Yes. I have trouble following the twists and turns of French thought. At the end, if I make it, I’m wondering what I just read.
This interview is perfectly clear.
I wouldn’t have made the observation if it were that clear to me.
What is unclear?
The obfuscation which stands out is his refusal to define the New Right or what he refers to as the Right. He merely lists names of involved characters. A trait he displays which is less obscure than disagreeable is his sniffing disdain for public office, as that would taint the purity of his thought.
The interviewer didn’t ask him to define the New Right, so he didn’t refuse to define it. He probably wasn’t asked because that would have been superfluous, since Alain de Benoist has produced hundreds of books and articles over the past half-century defining what he means by Left and Right (and also saying that he doesn’t identify exclusively with either of them). Moreover, he never called himself “New Right”; that was a name which the French media bestowed upon his movement in the 1970s.
He didn’t express disdain for public office, either; he simply said that he’s not suited for it. Many people aren’t. We each have different talents and proclivities – and in turn, different duties. I myself wouldn’t touch the political world with a ten-foot pole.
IIRC, he lives in Paris, is very attached to it, and doesn’t want to leave. That would seem to mean he has to weigh his words carefully. There was a day when the Right was strong in Paris, those days are past. Those are just my impressions, I am no expert on France. But I did live near Versailles for a while in the late 1960’s and recall seeing undefaced election signs for Jean-Louis Tixier-Vignancour.
I am surprised by the measure of negativity towards this interview with de Benoist. It seems to indicate a muddled perception of what the Right is – which has never been pro-capitalist, and de Benoist, with the media’s name of ‘New right’ seems more to be getting back to the traditional Right when he recognises the character of capitalism. But surely this is also what Spengler wrote of a century ago? Also there is much to learn on the origins and character of the Right from Anthony Ludovici. It is only the Right that can transcend capitalism: the origins could be traced – as Ludovici does, at least in the Anglophone context – to the Cavaliers in their fight against the City-backed Puritans – among the first of the phoney ‘revolutions’ that pluotcrats have backed in the name of ‘the people’.
Interesting what de Benoist says about de Gaulle: ‘De Gaulle always put politics before economics, he stuck to the sovereignty of the nation.
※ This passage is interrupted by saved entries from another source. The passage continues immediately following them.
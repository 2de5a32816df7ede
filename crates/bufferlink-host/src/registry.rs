//! Pools and target registrations of one renderer host.

use std::collections::HashMap;

use bufferlink_ipc::{BufferId, PoolId};
use tracing::{debug, warn};

use crate::buffer::{BufferPool, ReleaseOutcome};
use crate::{ClientId, SurfaceId};

/// Every pool minted by a host and the surface each one presents to
#[derive(Debug, Default)]
pub struct Registry {
    pools: HashMap<PoolId, BufferPool>,
    /// Destroyed pools still holding buffers the presentation has not released.
    retired: HashMap<PoolId, BufferPool>,
    /// Non-owning: surfaces live in the runtime and unregister on destruction.
    targets: HashMap<PoolId, SurfaceId>,
    /// Live and retired pools only; dropped once a pool is fully freed.
    owners: HashMap<PoolId, ClientId>,
    next_pool_id: PoolId,
}

impl Registry {
    pub fn new() -> Self {
        Self::default()
    }

    /// Mint a fresh pool for `client`. Ids are never handed out twice.
    pub fn create_buffer_pool(&mut self, client: ClientId) -> PoolId {
        let id = self.next_pool_id;
        self.next_pool_id = self.next_pool_id.wrapping_add(1);
        self.pools.insert(id, BufferPool::new(id, client));
        self.owners.insert(id, client);
        debug!("Created pool {} for client {:?}", id, client);
        id
    }

    pub fn find_buffer_pool(&mut self, id: PoolId) -> Option<&mut BufferPool> {
        let pool = self.pools.get_mut(&id);
        if pool.is_none() {
            warn!("Buffer pool {} not found", id);
        }
        pool
    }

    /// Look up a pool without logging a miss.
    pub fn buffer_pool(&self, id: PoolId) -> Option<&BufferPool> {
        self.pools.get(&id)
    }

    pub(crate) fn buffer_pool_mut(&mut self, id: PoolId) -> Option<&mut BufferPool> {
        self.pools.get_mut(&id)
    }

    /// Look up a target without logging a miss.
    pub fn target(&self, id: PoolId) -> Option<SurfaceId> {
        self.targets.get(&id).copied()
    }

    pub fn find_target(&self, id: PoolId) -> Option<SurfaceId> {
        let target = self.targets.get(&id).copied();
        if target.is_none() {
            warn!("No target registered for pool {}", id);
        }
        target
    }

    pub fn register_target(&mut self, pool_id: PoolId, surface: SurfaceId) {
        if let Some(pool) = self.pools.get_mut(&pool_id) {
            pool.mark_registered();
        }
        if let Some(previous) = self.targets.insert(pool_id, surface) {
            if previous != surface {
                warn!(
                    "Pool {} moved from surface {:?} to {:?}",
                    pool_id, previous, surface
                );
            }
        }
    }

    pub fn unregister_target(&mut self, pool_id: PoolId) {
        self.targets.remove(&pool_id);
    }

    /// Client that minted `pool_id`, while the pool is live or retired and
    /// that client is connected.
    pub fn owner(&self, pool_id: PoolId) -> Option<ClientId> {
        self.owners.get(&pool_id).copied()
    }

    /// Purge a pool and stop accepting traffic for it.
    ///
    /// Buffers still held by the presentation keep the pool around in the
    /// retired set until each of them is released.
    pub fn destroy_pool(&mut self, id: PoolId) {
        self.unregister_target(id);
        let Some(mut pool) = self.pools.remove(&id) else {
            debug!("Pool {} already destroyed", id);
            return;
        };
        pool.purge();
        if pool.is_drained() {
            debug!("Destroyed pool {}", id);
            self.owners.remove(&id);
        } else {
            debug!("Retired pool {} with buffers still presented", id);
            self.retired.insert(id, pool);
        }
    }

    /// Tear down everything a disconnected client owned.
    pub fn destroy_client_pools(&mut self, client: ClientId) -> Vec<PoolId> {
        let owned: Vec<PoolId> = self
            .owners
            .iter()
            .filter(|(_, owner)| **owner == client)
            .map(|(id, _)| *id)
            .collect();
        for id in &owned {
            self.destroy_pool(*id);
            self.owners.remove(id);
        }
        owned
    }

    /// Hand a presented buffer back to its pool.
    pub(crate) fn release(
        &mut self,
        pool_id: PoolId,
        buffer_id: BufferId,
    ) -> Option<(ClientId, ReleaseOutcome)> {
        if let Some(pool) = self.pools.get_mut(&pool_id) {
            return Some((pool.client(), pool.release(buffer_id)));
        }

        let pool = self.retired.get_mut(&pool_id)?;
        let outcome = pool.release(buffer_id);
        let client = pool.client();
        if pool.is_drained() {
            debug!("Retired pool {} drained", pool_id);
            self.retired.remove(&pool_id);
            self.owners.remove(&pool_id);
        }
        Some((client, outcome))
    }

    /// Live pools.
    pub fn pool_count(&self) -> usize {
        self.pools.len()
    }

    /// Destroyed pools still waiting on presented buffers.
    pub fn retired_count(&self) -> usize {
        self.retired.len()
    }

    /// Pools whose owner is still tracked.
    pub fn owner_count(&self) -> usize {
        self.owners.len()
    }
}

#[cfg(test)]
mod tests {
    use super::*;
    use bufferlink_ipc::NativeHandle;
    use std::os::unix::net::UnixStream;

    fn handle() -> NativeHandle {
        let (ours, _) = UnixStream::pair().unwrap();
        NativeHandle::from_fd(ours.into())
    }

    #[test]
    fn test_pool_ids_are_monotonic() {
        let mut registry = Registry::new();
        let first = registry.create_buffer_pool(ClientId(0));
        let second = registry.create_buffer_pool(ClientId(1));
        registry.destroy_pool(first);
        let third = registry.create_buffer_pool(ClientId(0));

        assert_eq!((first, second, third), (0, 1, 2));
        assert_eq!(registry.pool_count(), 2);
    }

    #[test]
    fn test_find_misses_return_none() {
        let mut registry = Registry::new();
        assert!(registry.find_buffer_pool(5).is_none());
        assert!(registry.find_target(5).is_none());
    }

    #[test]
    fn test_register_and_unregister_target() {
        let mut registry = Registry::new();
        let pool = registry.create_buffer_pool(ClientId(0));
        registry.register_target(pool, SurfaceId(3));

        assert_eq!(registry.find_target(pool), Some(SurfaceId(3)));
        assert!(registry.find_target(pool + 1).is_none());

        registry.unregister_target(pool);
        registry.unregister_target(pool);
        assert!(registry.find_target(pool).is_none());
    }

    #[test]
    fn test_destroyed_pool_waits_for_presented_buffers() {
        let mut registry = Registry::new();
        let id = registry.create_buffer_pool(ClientId(0));
        let pool = registry.find_buffer_pool(id).unwrap();
        pool.set_buffer(0, handle()).unwrap();
        pool.set_buffer(1, handle()).unwrap();
        pool.lock(1).unwrap();

        registry.destroy_pool(id);
        assert!(registry.find_buffer_pool(id).is_none());
        assert_eq!(registry.retired_count(), 1);

        assert_eq!(
            registry.release(id, 1),
            Some((ClientId(0), ReleaseOutcome::Destroyed))
        );
        assert_eq!(registry.retired_count(), 0);
        assert!(registry.release(id, 1).is_none());
    }

    #[test]
    fn test_owner_forgotten_once_pool_is_freed() {
        let mut registry = Registry::new();
        for _ in 0..100 {
            let id = registry.create_buffer_pool(ClientId(0));
            registry.destroy_pool(id);
        }
        assert_eq!(registry.owner_count(), 0);

        let id = registry.create_buffer_pool(ClientId(0));
        let pool = registry.find_buffer_pool(id).unwrap();
        pool.set_buffer(0, handle()).unwrap();
        pool.lock(0).unwrap();
        registry.destroy_pool(id);
        assert_eq!(registry.owner(id), Some(ClientId(0)));

        registry.release(id, 0);
        assert_eq!(registry.owner(id), None);
        assert_eq!(registry.owner_count(), 0);
    }

    #[test]
    fn test_register_target_marks_pool() {
        let mut registry = Registry::new();
        let id = registry.create_buffer_pool(ClientId(0));
        assert!(!registry.buffer_pool(id).unwrap().was_registered());

        registry.register_target(id, SurfaceId(0));
        registry.unregister_target(id);
        assert!(registry.buffer_pool(id).unwrap().was_registered());
        assert_eq!(registry.target(id), None);
    }

    #[test]
    fn test_client_teardown_destroys_only_its_pools() {
        let mut registry = Registry::new();
        let gone = registry.create_buffer_pool(ClientId(0));
        let kept = registry.create_buffer_pool(ClientId(1));
        registry.register_target(gone, SurfaceId(0));

        assert_eq!(registry.destroy_client_pools(ClientId(0)), vec![gone]);
        assert!(registry.buffer_pool(gone).is_none());
        assert!(registry.buffer_pool(kept).is_some());
        assert!(registry.find_target(gone).is_none());
        assert_eq!(registry.owner(gone), None);
        assert_eq!(registry.owner(kept), Some(ClientId(1)));
    }
}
The stance that he took against the United States had historical significance, just as when he withdrew France from NATO. ‘ Could it be that de Gaulle’s opposition to US global hegemony was the actual reason that the ’68 student revolt almost toppled the state? The Communist Party and the USSR were highly dubious about it, then it spread into the Soviet bloc. Danny Cohn Bendit’s outlook can be discerned by his fear and condemnation of the Yellow Vests, which implies that this is an actual revolt.
Like John Morgan, I cannot see anything obscure about what de Benoist is saying.
The ‘Right’, new or old, is correct in its suspicion and opposition to capitalism and its globalist intentions, but there is always a strong tendency to confuse capitalism with free enterprise. The two are entirely different. Free enterprise and the inventions it generates have served European man well. I suspect De Benoist is at heart a bit of a Luddite.